Actualités, enquêtes à Lyon et dans la région

Pierre-Jean Balzan, éditeur à Lyon : « Hachette est un vendeur d’âmes » 1/5

Loin du business des grandes maisons d’édition, les termes « entreprise » et « rentabilité » ne font pas partie du vocabulaire de Pierre-Jean Balzan. Même après une dizaine d’années d’activité, l’avenir de sa maison d’édition, La Fosse aux Ours, reste incertain. Mais l’éditeur n’est pas franchement du genre angoissé.

Cet article est en accès libre. Pour soutenir Rue89Lyon, abonnez-vous.


Pierre-Jean-Balzan-La-Fosse-aux-OursLe bureau de Pierre-Jean Balzan  © Lucile Jeanniard/Rue89 Lyon

« Les deux premières années, je ne me suis pas payé. De toute façon, quand on choisit le métier d’éditeur, le moteur, ça n’est pas l’argent, ça c’est clair. Encore maintenant, chaque année, je remets mon titre en jeu. Comme un boxeur ! »

Le personnage est posé. Passionné par l’objet livre et rêveur à ses heures, Pierre-Jean Balzan est tout sauf un homme d’affaires aguerri. En 1997, il quitte son travail de juriste dans un office HLM et crée sa propre maison d’édition, La Fosse aux Ours, située dans le quartier de la Guillotière à Lyon.

C’est d’ailleurs à son bureau que nous avions rendez-vous, mais c’est dans un café où l’homme a ses habitudes que nous nous retrouverons finalement. « Je suis à la porte de chez moi ! », s’amuse l’éditeur qui s’est vu dépouillé de ses clés par sa femme, partie avec par inadvertance le matin même.

 

« Pauvre petit éditeur »

Pierre-Jean Balzan n’est pas de nature angoissé. Plutôt bon-vivant, il est bien loin du « business » des grosses maisons d’édition parisiennes, comme Hachette qu’il surnomme « vendeur d’âmes ». À la Fosse aux Ours, il mène la barque seul. Et lorsqu’on lui demande s’il s’en sort, il répond en haussant les épaules :

« Ouais… Alors, j’ai connu des périodes très chaudes. Il y a une année où c’est + 70% et l’année suivante ça sera – 25%… Ça a toujours été un peu le yoyo. Les grands groupes éditoriaux, quand ils font – 5% c’est la catastrophe. Mais moi je peux hiberner, je suis tout seul. Je n’ai pas de frais de structure, je n’ai que mon salaire à sortir. Et puis flipper, ça n’est pas vraiment mon genre. »

Et d’ajouter :

« La Fosse aux Ours c’est entre 4 et 8 livres édités par an, et ces dernières années je suis plutôt entre 4 et 6. »

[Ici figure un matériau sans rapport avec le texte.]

//! reloadconf: supervise a daemon and reload it when a validated
//! configuration arrives.

pub mod command;
pub mod config;
pub mod controller;
pub mod lifecycle;
pub mod observability;
pub mod supervisor;
pub mod validator;
pub mod watcher;

pub use command::CommandSpec;
pub use config::{ReloadConfig, RuntimeConfig};
pub use controller::ReloadController;
pub use lifecycle::Shutdown;
pub use supervisor::ProcessSupervisor;
pub use validator::CommandValidator;
pub use watcher::FileWatcher;
//! Lifecycle management subsystem.
//!
//! # Data Flow
//! ```text
//! Startup (startup.rs):
//!     Prepare watch dir → Wait for gates (path, socket) → Validate live → Start daemon
//!
//! Shutdown (shutdown.rs):
//!     Operator signal → Stop watcher → Stop daemon (graceful, then forced) → Exit
//!
//! Signals (signals.rs):
//!     SIGTERM/SIGINT → Shutdown
//!     SIGHUP → Re-validate and reload the live config
//! ```
//!
//! # Design Decisions
//! - Ordered startup: gates first, daemon last
//! - Ordered shutdown: watcher first so no cycle starts mid-stop
//! - Every stop wait has a deadline

pub mod shutdown;
pub mod signals;
pub mod startup;

pub use shutdown::Shutdown;
pub use signals::OperatorSignal;
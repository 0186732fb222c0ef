//! Atomic promotion of candidates into the live configuration path.
//!
//! # Responsibilities
//! - Snapshot the candidate into a staging file beside the live config
//! - Apply mode and ownership to the staged file
//! - Rename the staged file over the live config (atomic on one filesystem)
//! - Consume or keep the candidate afterwards
//!
//! # Design Decisions
//! - The staged snapshot is what gets validated, so promoted bytes are
//!   exactly the validated bytes
//! - Staging lives in the live config's directory, never across filesystems
//! - A staged file is removed on drop unless it was committed

use std::fmt;
use std::fs::{self, File, OpenOptions, Permissions};
use std::io;
use std::os::unix::fs::PermissionsExt;
use std::path::{Path, PathBuf};
use std::str::FromStr;

use nix::errno::Errno;
use nix::unistd::{chown, Gid, Group, Uid, User};
use serde::{Deserialize, Serialize};
use thiserror::Error;

use crate::watcher::Fingerprint;

/// Errors raised while staging or promoting a candidate.
#[derive(Debug, Error)]
pub enum PromotionError {
    #[error("cannot read candidate {path}: {source}")]
    Read {
        path: PathBuf,
        #[source]
        source: io::Error,
    },

    #[error("cannot stage candidate at {path}: {source}")]
    Stage {
        path: PathBuf,
        #[source]
        source: io::Error,
    },

    #[error("cannot set mode on {path}: {source}")]
    Mode {
        path: PathBuf,
        #[source]
        source: io::Error,
    },

    #[error("cannot change owner of {path}: {source}")]
    Owner {
        path: PathBuf,
        #[source]
        source: Errno,
    },

    #[error("cannot rename {from} to {to}: {source}")]
    Rename {
        from: PathBuf,
        to: PathBuf,
        #[source]
        source: io::Error,
    },

    #[error("unknown user: {0}")]
    UnknownUser(String),

    #[error("unknown group: {0}")]
    UnknownGroup(String),

    #[error("cannot look up {name}: {source}")]
    Lookup {
        name: String,
        #[source]
        source: Errno,
    },
}

/// What happens to a candidate that fails validation.
#[derive(Debug, Clone, Copy, PartialEq, Eq, Default, Deserialize, Serialize)]
#[serde(rename_all = "lowercase")]
pub enum DiscardPolicy {
    /// Delete it from the watch directory.
    #[default]
    Remove,
    /// Leave it for the operator to inspect.
    Keep,
}

#[derive(Debug, Clone, PartialEq, Eq, Error)]
#[error("invalid file mode `{0}`: expected octal such as 0640")]
pub struct InvalidMode(String);

/// Octal permission bits, written `0640`, `640` or `0o640`.
#[derive(Debug, Clone, Copy, PartialEq, Eq, Serialize, Deserialize)]
#[serde(try_from = "String", into = "String")]
pub struct FileMode(u32);

impl FileMode {
    pub fn bits(self) -> u32 {
        self.0
    }

    pub fn apply(self, path: &Path) -> io::Result<()> {
        fs::set_permissions(path, Permissions::from_mode(self.0))
    }
}

impl FromStr for FileMode {
    type Err = InvalidMode;

    fn from_str(s: &str) -> Result<Self, Self::Err> {
        let digits = s.trim().trim_start_matches("0o");
        match u32::from_str_radix(digits, 8) {
            Ok(bits) if !digits.is_empty() && bits <= 0o7777 => Ok(Self(bits)),
            _ => Err(InvalidMode(s.to_string())),
        }
    }
}

impl TryFrom<String> for FileMode {
    type Error = InvalidMode;

    fn try_from(value: String) -> Result<Self, Self::Error> {
        value.parse()
    }
}

impl From<FileMode> for String {
    fn from(mode: FileMode) -> Self {
        mode.to_string()
    }
}

impl fmt::Display for FileMode {
    fn fmt(&self, f: &mut fmt::Formatter<'_>) -> fmt::Result {
        write!(f, "{:04o}", self.0)
    }
}

#[derive(Debug, Clone, PartialEq, Eq, Error)]
#[error("invalid owner `{0}`: expected user, user:group or :group")]
pub struct InvalidOwner(String);

/// `user[:group]` as written in configuration; names or numeric ids.
#[derive(Debug, Clone, PartialEq, Eq, Serialize, Deserialize)]
#[serde(try_from = "String", into = "String")]
pub struct OwnerSpec {
    pub user: Option<String>,
    pub group: Option<String>,
}

impl FromStr for OwnerSpec {
    type Err = InvalidOwner;

    fn from_str(s: &str) -> Result<Self, Self::Err> {
        let non_empty = |part: &str| (!part.is_empty()).then(|| part.to_string());
        let (user, group) = match s.trim().split_once(':') {
            Some((user, group)) => (non_empty(user), non_empty(group)),
            None => (non_empty(s.trim()), None),
        };
        if user.is_none() && group.is_none() {
            return Err(InvalidOwner(s.to_string()));
        }
        Ok(Self { user, group })
    }
}

impl TryFrom<String> for OwnerSpec {
    type Error = InvalidOwner;

    fn try_from(value: String) -> Result<Self, Self::Error> {
        value.parse()
    }
}

impl From<OwnerSpec> for String {
    fn from(spec: OwnerSpec) -> Self {
        match (spec.user, spec.group) {
            (Some(user), Some(group)) => format!("{user}:{group}"),
            (Some(user), None) => user,
            (None, Some(group)) => format!(":{group}"),
            (None, None) => String::new(),
        }
    }
}

/// Owner ids resolved from an `OwnerSpec`.
#[derive(Debug, Clone, Copy, PartialEq, Eq)]
pub struct Ownership {
    uid: Option<Uid>,
    gid: Option<Gid>,
}

impl Ownership {
    pub fn resolve(spec: &OwnerSpec) -> Result<Self, PromotionError> {
        Ok(Self {
            uid: spec.user.as_deref().map(resolve_user).transpose()?,
            gid: spec.group.as_deref().map(resolve_group).transpose()?,
        })
    }

    pub fn apply(self, path: &Path) -> Result<(), Errno> {
        chown(path, self.uid, self.gid)
    }
}

fn resolve_user(name: &str) -> Result<Uid, PromotionError> {
    if let Ok(id) = name.parse::<u32>() {
        return Ok(Uid::from_raw(id));
    }
    User::from_name(name)
        .map_err(|source| PromotionError::Lookup {
            name: name.to_string(),
            source,
        })?
        .map(|user| user.uid)
        .ok_or_else(|| PromotionError::UnknownUser(name.to_string()))
}

fn resolve_group(name: &str) -> Result<Gid, PromotionError> {
    if let Ok(id) = name.parse::<u32>() {
        return Ok(Gid::from_raw(id));
    }
    Group::from_name(name)
        .map_err(|source| PromotionError::Lookup {
            name: name.to_string(),
            source,
        })?
        .map(|group| group.gid)
        .ok_or_else(|| PromotionError::UnknownGroup(name.to_string()))
}

/// Hidden sibling of the live config used for staging.
pub fn staging_path(live: &Path) -> PathBuf {
    let name = live
        .file_name()
        .map(|n| n.to_string_lossy().into_owned())
        .unwrap_or_default();
    live.with_file_name(format!(".{name}.reloadconf-staging"))
}

/// A candidate snapshot sitting in the staging path.
#[derive(Debug)]
pub struct StagedCandidate {
    staging: PathBuf,
    source: PathBuf,
    fingerprint: Fingerprint,
    committed: bool,
}

impl StagedCandidate {
    /// Path of the snapshot, to be handed to the validator.
    pub fn path(&self) -> &Path {
        &self.staging
    }
}

impl Drop for StagedCandidate {
    fn drop(&mut self) {
        if self.committed {
            return;
        }
        match fs::remove_file(&self.staging) {
            Err(e) if e.kind() != io::ErrorKind::NotFound => {
                tracing::warn!(path = %self.staging.display(), error = %e, "Failed to remove staging file");
            }
            _ => {}
        }
    }
}

/// Moves validated snapshots into the live configuration path.
#[derive(Debug, Clone)]
pub struct Promoter {
    live: PathBuf,
    staging: PathBuf,
    mode: Option<FileMode>,
    owner: Option<Ownership>,
    discard: DiscardPolicy,
}

impl Promoter {
    pub fn new(live: PathBuf) -> Self {
        let staging = staging_path(&live);
        Self {
            live,
            staging,
            mode: None,
            owner: None,
            discard: DiscardPolicy::default(),
        }
    }

    pub fn with_mode(mut self, mode: Option<FileMode>) -> Self {
        self.mode = mode;
        self
    }

    pub fn with_owner(mut self, owner: Option<Ownership>) -> Self {
        self.owner = owner;
        self
    }

    pub fn with_discard(mut self, discard: DiscardPolicy) -> Self {
        self.discard = discard;
        self
    }

    pub fn live_path(&self) -> &Path {
        &self.live
    }

    /// Copy the candidate into the staging path and flush it to disk.
    pub fn stage(&self, candidate: &Path) -> Result<StagedCandidate, PromotionError> {
        let fingerprint = Fingerprint::of(candidate).map_err(|source| PromotionError::Read {
            path: candidate.to_path_buf(),
            source,
        })?;

        if let Some(parent) = self.staging.parent() {
            fs::create_dir_all(parent).map_err(|source| PromotionError::Stage {
                path: self.staging.clone(),
                source,
            })?;
        }

        // Owned before the copy so a partial file is cleaned up on failure.
        let staged = StagedCandidate {
            staging: self.staging.clone(),
            source: candidate.to_path_buf(),
            fingerprint,
            committed: false,
        };
        copy_synced(candidate, &self.staging).map_err(|source| PromotionError::Stage {
            path: self.staging.clone(),
            source,
        })?;

        tracing::debug!(
            candidate = %candidate.display(),
            staging = %self.staging.display(),
            "Candidate staged"
        );
        Ok(staged)
    }

    /// Atomically replace the live config with the staged snapshot.
    pub fn commit(&self, mut staged: StagedCandidate) -> Result<(), PromotionError> {
        if let Some(mode) = self.mode {
            mode.apply(&staged.staging).map_err(|source| PromotionError::Mode {
                path: staged.staging.clone(),
                source,
            })?;
        }
        if let Some(owner) = self.owner {
            owner.apply(&staged.staging).map_err(|source| PromotionError::Owner {
                path: staged.staging.clone(),
                source,
            })?;
        }

        fs::rename(&staged.staging, &self.live).map_err(|source| PromotionError::Rename {
            from: staged.staging.clone(),
            to: self.live.clone(),
            source,
        })?;
        staged.committed = true;
        sync_parent(&self.live);

        tracing::info!(
            candidate = %staged.source.display(),
            live = %self.live.display(),
            "Candidate promoted"
        );
        self.consume(&staged);
        Ok(())
    }

    /// Drop a snapshot that failed validation, applying the discard policy.
    pub fn reject(&self, staged: StagedCandidate) {
        match self.discard {
            DiscardPolicy::Remove => self.consume(&staged),
            DiscardPolicy::Keep => {
                tracing::info!(candidate = %staged.source.display(), "Keeping rejected candidate");
            }
        }
    }

    /// Remove the candidate, unless it changed since it was staged.
    fn consume(&self, staged: &StagedCandidate) {
        match Fingerprint::of(&staged.source) {
            Ok(current) if current == staged.fingerprint => {
                if let Err(e) = fs::remove_file(&staged.source) {
                    tracing::warn!(path = %staged.source.display(), error = %e, "Failed to remove candidate");
                }
            }
            Ok(_) => {
                tracing::debug!(path = %staged.source.display(), "Candidate rewritten since staging, leaving it");
            }
            Err(e) if e.kind() == io::ErrorKind::NotFound => {}
            Err(e) => {
                tracing::warn!(path = %staged.source.display(), error = %e, "Cannot inspect candidate");
            }
        }
    }
}
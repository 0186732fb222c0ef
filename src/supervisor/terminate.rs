//! Graceful-then-forced termination.
//!
//! ```text
//! send stop signal ─▶ wait ≤ grace ──exit──▶ Exited
//!                          │
//!                       timeout
//!                          ▼
//!                  force kill ─▶ wait ≤ kill_wait ──exit──▶ Killed
//!                                      │
//!                                   timeout ──▶ Unkillable (fatal)
//! ```

use std::future::Future;
use std::io;
use std::process::ExitStatus;
use std::time::Duration;

use nix::errno::Errno;
use nix::sys::signal::{kill, Signal};
use nix::unistd::Pid;
use tokio::process::Child;
use tokio::time;

use super::{SignalName, StopOutcome, SupervisorError};

/// The operations termination needs from a child handle.
pub trait Terminate {
    fn pid(&self) -> Option<u32>;

    fn send_signal(&mut self, signal: Signal) -> Result<(), Errno>;

    fn force_kill(&mut self) -> io::Result<()>;

    fn wait_exit(&mut self) -> impl Future<Output = io::Result<ExitStatus>> + Send;
}

impl Terminate for Child {
    fn pid(&self) -> Option<u32> {
        self.id()
    }

    fn send_signal(&mut self, signal: Signal) -> Result<(), Errno> {
        match self.id() {
            Some(pid) => kill(Pid::from_raw(pid as i32), signal),
            // Already reaped.
            None => Err(Errno::ESRCH),
        }
    }

    fn force_kill(&mut self) -> io::Result<()> {
        self.start_kill()
    }

    fn wait_exit(&mut self) -> impl Future<Output = io::Result<ExitStatus>> + Send {
        self.wait()
    }
}

/// Stop `child`, escalating to a forced kill after `grace`.
pub async fn terminate<T: Terminate>(
    child: &mut T,
    stop_signal: SignalName,
    grace: Duration,
    kill_wait: Duration,
) -> Result<StopOutcome, SupervisorError> {
    let pid = child.pid().unwrap_or_default();

    match child.send_signal(stop_signal.signal()) {
        Ok(()) => tracing::info!(pid, signal = %stop_signal, "Stopping daemon"),
        Err(Errno::ESRCH) => tracing::debug!(pid, "Daemon already gone"),
        Err(e) => tracing::warn!(pid, signal = %stop_signal, error = %e, "Failed to signal daemon"),
    }

    match time::timeout(grace, child.wait_exit()).await {
        Ok(Ok(status)) => {
            tracing::info!(pid, %status, "Daemon stopped");
            return Ok(StopOutcome::Exited(status));
        }
        Ok(Err(e)) => return Err(SupervisorError::Wait(e)),
        Err(_) => tracing::warn!(
            pid,
            grace_secs = grace.as_secs_f64(),
            "Daemon ignored stop signal, killing"
        ),
    }

    if let Err(e) = child.force_kill() {
        tracing::error!(pid, error = %e, "Failed to kill daemon");
    }

    match time::timeout(kill_wait, child.wait_exit()).await {
        Ok(Ok(status)) => {
            tracing::warn!(pid, %status, "Daemon killed");
            Ok(StopOutcome::Killed(status))
        }
        Ok(Err(e)) => Err(SupervisorError::Wait(e)),
        Err(_) => {
            tracing::error!(pid, "Daemon survived forced kill; operator intervention required");
            Err(SupervisorError::Unkillable { pid, waited: kill_wait })
        }
    }
}

#[cfg(test)]
mod tests {
    use super::*;
    use std::os::unix::process::ExitStatusExt;

    /// Test double whose reaction to signals is scripted.
    struct Scripted {
        exits_on_term: bool,
        exits_on_kill: bool,
        termed: bool,
        killed: bool,
    }

    impl Scripted {
        fn new(exits_on_term: bool, exits_on_kill: bool) -> Self {
            Self {
                exits_on_term,
                exits_on_kill,
                termed: false,
                killed: false,
            }
        }
    }

    impl Terminate for Scripted {
        fn pid(&self) -> Option<u32> {
            Some(4242)
        }

        fn send_signal(&mut self, _signal: Signal) -> Result<(), Errno> {
            self.termed = true;
            Ok(())
        }

        fn force_kill(&mut self) -> io::Result<()> {
            self.killed = true;
            Ok(())
        }

        fn wait_exit(&mut self) -> impl Future<Output = io::Result<ExitStatus>> + Send {
            let exited = (self.termed && self.exits_on_term) || (self.killed && self.exits_on_kill);
            async move {
                if exited {
                    Ok(ExitStatus::from_raw(0))
                } else {
                    std::future::pending().await
                }
            }
        }
    }

    #[tokio::test(start_paused = true)]
    async fn test_graceful_exit() {
        let mut child = Scripted::new(true, true);
        let outcome = terminate(&mut child, SignalName::TERMINATE, Duration::from_secs(10), Duration::from_secs(5))
            .await
            .unwrap();
        assert!(matches!(outcome, StopOutcome::Exited(_)));
        assert!(!child.killed);
    }

    #[tokio::test(start_paused = true)]
    async fn test_escalates_to_kill() {
        let mut child = Scripted::new(false, true);
        let outcome = terminate(&mut child, SignalName::TERMINATE, Duration::from_secs(10), Duration::from_secs(5))
            .await
            .unwrap();
        assert!(matches!(outcome, StopOutcome::Killed(_)));
        assert!(child.killed);
    }

    #[tokio::test(start_paused = true)]
    async fn test_unkillable_is_fatal() {
        let mut child = Scripted::new(false, false);
        let started = time::Instant::now();
        let err = terminate(&mut child, SignalName::TERMINATE, Duration::from_secs(10), Duration::from_secs(5))
            .await
            .unwrap_err();

        assert!(matches!(err, SupervisorError::Unkillable { pid: 4242, .. }));
        assert!(err.is_fatal());
        // Both bounded waits elapsed, nothing more.
        let elapsed = started.elapsed();
        assert!(elapsed >= Duration::from_secs(15) && elapsed < Duration::from_secs(16));
    }
}
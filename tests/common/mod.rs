//! Shared utilities for integration tests.

#![allow(dead_code)]

use std::fs;
use std::future::Future;
use std::io;
use std::os::unix::process::ExitStatusExt;
use std::path::{Path, PathBuf};
use std::process::ExitStatus;
use std::sync::{Arc, Mutex};
use std::time::Duration;

use tempfile::TempDir;
use tokio::sync::Semaphore;

use reloadconf::supervisor::{DaemonControl, ReloadOutcome, StopOutcome, SupervisorError};
use reloadconf::validator::{CommandValidator, Validate, ValidationReport};

/// Test command that accepts files whose first line starts with `valid`.
pub const CHECK_SCRIPT: &str =
    r#"sh -c 'head -n 1 "$1" | grep -q "^valid" || { echo "bad config: $1" >&2; exit 1; }' check {}"#;

pub fn check_validator() -> CommandValidator {
    CommandValidator::new(Some(CHECK_SCRIPT.parse().unwrap()))
}

/// A watch directory and a live config path inside one temp dir.
pub struct Workspace {
    pub dir: TempDir,
    pub watch: PathBuf,
    pub live: PathBuf,
}

impl Workspace {
    pub fn new() -> Self {
        let dir = tempfile::tempdir().unwrap();
        let watch = dir.path().join("incoming");
        let etc = dir.path().join("etc");
        fs::create_dir_all(&watch).unwrap();
        fs::create_dir_all(&etc).unwrap();
        Self {
            live: etc.join("app.conf"),
            watch,
            dir,
        }
    }

    pub fn candidate(&self) -> PathBuf {
        self.watch.join("app.conf")
    }

    pub fn drop_candidate(&self, content: &str) -> PathBuf {
        let path = self.candidate();
        fs::write(&path, content).unwrap();
        path
    }

    pub fn write_live(&self, content: &str) {
        fs::write(&self.live, content).unwrap();
    }

    pub fn live_content(&self) -> Option<String> {
        fs::read_to_string(&self.live).ok()
    }

    /// Write a shell script into the temp dir, to be run as `sh <script>`.
    pub fn script(&self, name: &str, body: &str) -> PathBuf {
        let path = self.dir.path().join(name);
        fs::write(&path, format!("{body}\n")).unwrap();
        path
    }

    pub fn path(&self, name: &str) -> PathBuf {
        self.dir.path().join(name)
    }
}

/// What the controller asked a `FakeDaemon` to do.
#[derive(Debug, Clone, Copy, PartialEq, Eq)]
pub enum Call {
    Start,
    Reload,
    Stop,
}

/// In-memory daemon that records every lifecycle call.
#[derive(Debug, Default)]
pub struct FakeDaemon {
    pub calls: Vec<Call>,
    pub running: bool,
    /// Spawn error kind returned by `start` and by `reload` when stopped.
    pub spawn_error: Option<io::ErrorKind>,
    pub unkillable: bool,
}

impl FakeDaemon {
    pub fn count(&self, call: Call) -> usize {
        self.calls.iter().filter(|c| **c == call).count()
    }

    fn spawn(&mut self) -> Result<(), SupervisorError> {
        if let Some(kind) = self.spawn_error {
            return Err(SupervisorError::Spawn {
                command: "fake-daemon".into(),
                source: io::Error::from(kind),
            });
        }
        self.running = true;
        Ok(())
    }
}

impl DaemonControl for FakeDaemon {
    async fn start(&mut self) -> Result<(), SupervisorError> {
        self.calls.push(Call::Start);
        self.spawn()
    }

    async fn reload(&mut self) -> Result<ReloadOutcome, SupervisorError> {
        self.calls.push(Call::Reload);
        if self.running {
            return Ok(ReloadOutcome::Signaled);
        }
        self.spawn()?;
        Ok(ReloadOutcome::Started)
    }

    async fn stop(&mut self, timeout: Duration) -> Result<StopOutcome, SupervisorError> {
        self.calls.push(Call::Stop);
        if !self.running {
            return Ok(StopOutcome::NotRunning);
        }
        if self.unkillable {
            return Err(SupervisorError::Unkillable {
                pid: 4242,
                waited: timeout,
            });
        }
        self.running = false;
        Ok(StopOutcome::Exited(ExitStatus::from_raw(0)))
    }

    fn is_running(&mut self) -> bool {
        self.running
    }
}

/// Validator that blocks until a permit is released, then passes.
///
/// Records the content of every file it was asked about.
#[derive(Debug, Clone)]
pub struct GatedValidator {
    pub gate: Arc<Semaphore>,
    pub seen: Arc<Mutex<Vec<String>>>,
}

impl GatedValidator {
    pub fn closed() -> Self {
        Self {
            gate: Arc::new(Semaphore::new(0)),
            seen: Arc::new(Mutex::new(Vec::new())),
        }
    }

    pub fn open(&self) {
        self.gate.add_permits(Semaphore::MAX_PERMITS / 2);
    }

    pub fn seen(&self) -> Vec<String> {
        self.seen.lock().unwrap().clone()
    }
}

impl Validate for GatedValidator {
    async fn validate(&self, path: &Path) -> ValidationReport {
        let content = fs::read_to_string(path).unwrap_or_default();
        self.seen.lock().unwrap().push(content);
        let _permit = self.gate.acquire().await.unwrap();
        ValidationReport::passed("")
    }
}

/// Poll `condition` until it holds, failing the test after `timeout`.
pub async fn eventually<F: FnMut() -> bool>(timeout: Duration, mut condition: F) {
    let deadline = tokio::time::Instant::now() + timeout;
    while !condition() {
        assert!(tokio::time::Instant::now() < deadline, "condition not met within {timeout:?}");
        tokio::time::sleep(Duration::from_millis(20)).await;
    }
}

/// Run `fut` with a test-level deadline.
pub async fn within<T>(timeout: Duration, fut: impl Future<Output = T>) -> T {
    tokio::time::timeout(timeout, fut).await.expect("timed out")
}
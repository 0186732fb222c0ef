//! Startup preparation.
//!
//! # Responsibilities
//! - Create the watch directory, with the configured mode and owner
//! - Hold startup until a required path exists
//! - Hold startup until a required TCP endpoint accepts connections
//!
//! # Design Decisions
//! - Fail fast: a gate that never opens is a startup error
//! - Gates are polled at a fixed step, bounded by one deadline each

use std::fs;
use std::io;
use std::os::unix::fs::PermissionsExt;
use std::path::{Path, PathBuf};
use std::time::Duration;

use thiserror::Error;
use tokio::net::TcpStream;
use tokio::time::{self, Instant};

use crate::controller::{FileMode, Ownership};

/// Interval between gate checks.
const WAIT_STEP: Duration = Duration::from_millis(100);

/// Errors raised before the daemon is started.
#[derive(Debug, Error)]
pub enum StartupError {
    #[error("watch path {0} exists and is not a directory")]
    WatchDirNotDirectory(PathBuf),

    #[error("cannot create watch directory {path}: {source}")]
    CreateWatchDir {
        path: PathBuf,
        #[source]
        source: io::Error,
    },

    #[error("{what} not available after {waited:?}")]
    WaitTimeout { what: String, waited: Duration },
}

/// Make sure the watch directory exists.
///
/// Mode and owner are only applied to a directory created here; failing
/// to apply them is logged, not fatal.
pub fn prepare_watch_dir(
    dir: &Path,
    mode: Option<FileMode>,
    owner: Option<Ownership>,
) -> Result<(), StartupError> {
    if dir.is_dir() {
        return Ok(());
    }
    if dir.exists() {
        return Err(StartupError::WatchDirNotDirectory(dir.to_path_buf()));
    }

    fs::create_dir_all(dir).map_err(|source| StartupError::CreateWatchDir {
        path: dir.to_path_buf(),
        source,
    })?;
    tracing::info!(path = %dir.display(), "Created watch directory");

    if let Some(mode) = mode {
        // Directories need the search bit wherever the file mode grants read.
        let bits = mode.bits() | ((mode.bits() & 0o444) >> 2);
        if let Err(e) = fs::set_permissions(dir, fs::Permissions::from_mode(bits)) {
            tracing::warn!(path = %dir.display(), error = %e, "Cannot set watch directory mode");
        }
    }
    if let Some(owner) = owner {
        if let Err(e) = owner.apply(dir) {
            tracing::warn!(path = %dir.display(), error = %e, "Cannot set watch directory owner");
        }
    }
    Ok(())
}

/// Wait until `path` exists.
pub async fn wait_for_path(path: &Path, timeout: Duration) -> Result<(), StartupError> {
    let deadline = Instant::now() + timeout;
    tracing::info!(path = %path.display(), "Waiting for path");

    while !path.exists() {
        if Instant::now() >= deadline {
            return Err(StartupError::WaitTimeout {
                what: format!("path {}", path.display()),
                waited: timeout,
            });
        }
        time::sleep(WAIT_STEP).await;
    }

    tracing::info!(path = %path.display(), "Path available");
    Ok(())
}

/// Wait until a TCP connection to `addr` (host:port) succeeds.
pub async fn wait_for_sock(addr: &str, timeout: Duration) -> Result<(), StartupError> {
    let deadline = Instant::now() + timeout;
    tracing::info!(addr, "Waiting for socket");

    loop {
        let remaining = deadline.saturating_duration_since(Instant::now());
        match time::timeout(remaining, TcpStream::connect(addr)).await {
            Ok(Ok(_)) => {
                tracing::info!(addr, "Socket accepting connections");
                return Ok(());
            }
            Ok(Err(e)) => tracing::debug!(addr, error = %e, "Socket not ready"),
            Err(_) => {}
        }

        if Instant::now() >= deadline {
            return Err(StartupError::WaitTimeout {
                what: format!("socket {addr}"),
                waited: timeout,
            });
        }
        time::sleep(WAIT_STEP).await;
    }
}
//! Configuration loading from disk.

use std::fs;
use std::path::Path;

use crate::config::schema::{ReloadConfig, RuntimeConfig};
use crate::config::validation::{validate_config, ValidationError};

/// Error type for configuration loading.
#[derive(Debug)]
pub enum ConfigError {
    Io(std::io::Error),
    Parse(toml::de::Error),
    Validation(Vec<ValidationError>),
}

impl std::fmt::Display for ConfigError {
    fn fmt(&self, f: &mut std::fmt::Formatter<'_>) -> std::fmt::Result {
        match self {
            ConfigError::Io(e) => write!(f, "IO error: {}", e),
            ConfigError::Parse(e) => write!(f, "Parse error: {}", e),
            ConfigError::Validation(errors) => {
                write!(f, "Validation failed: ")?;
                for (i, err) in errors.iter().enumerate() {
                    if i > 0 {
                        write!(f, ", ")?;
                    }
                    write!(f, "{}", err)?;
                }
                Ok(())
            }
        }
    }
}

impl std::error::Error for ConfigError {}

/// Load settings from a TOML file, or defaults when no file is given.
///
/// The result is not validated: command-line flags are merged first.
pub fn load_config(path: Option<&Path>) -> Result<ReloadConfig, ConfigError> {
    let Some(path) = path else {
        return Ok(ReloadConfig::default());
    };
    let content = fs::read_to_string(path).map_err(ConfigError::Io)?;
    toml::from_str(&content).map_err(ConfigError::Parse)
}

/// Validate merged settings and resolve them for the runtime.
pub fn finalize(config: &ReloadConfig) -> Result<RuntimeConfig, ConfigError> {
    validate_config(config).map_err(ConfigError::Validation)
}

Ce qu’il tire sur le prix d’un livre ? À l’entendre, pas grand-chose. Les librairies récoltent 35% du prix du livre, tandis que les diffuseurs et distributeurs (ceux qui font le pont entre la maison d’édition et les libraires) obtiennent 20%. Seuls 8 à 10% vont à l’auteur. L’imprimeur reçoit quant à lui 15% en moyenne. Et pour les 20% restants, qui devraient normalement revenir à l’éditeur, ceux-ci servent en fait bien souvent à payer des frais annexes.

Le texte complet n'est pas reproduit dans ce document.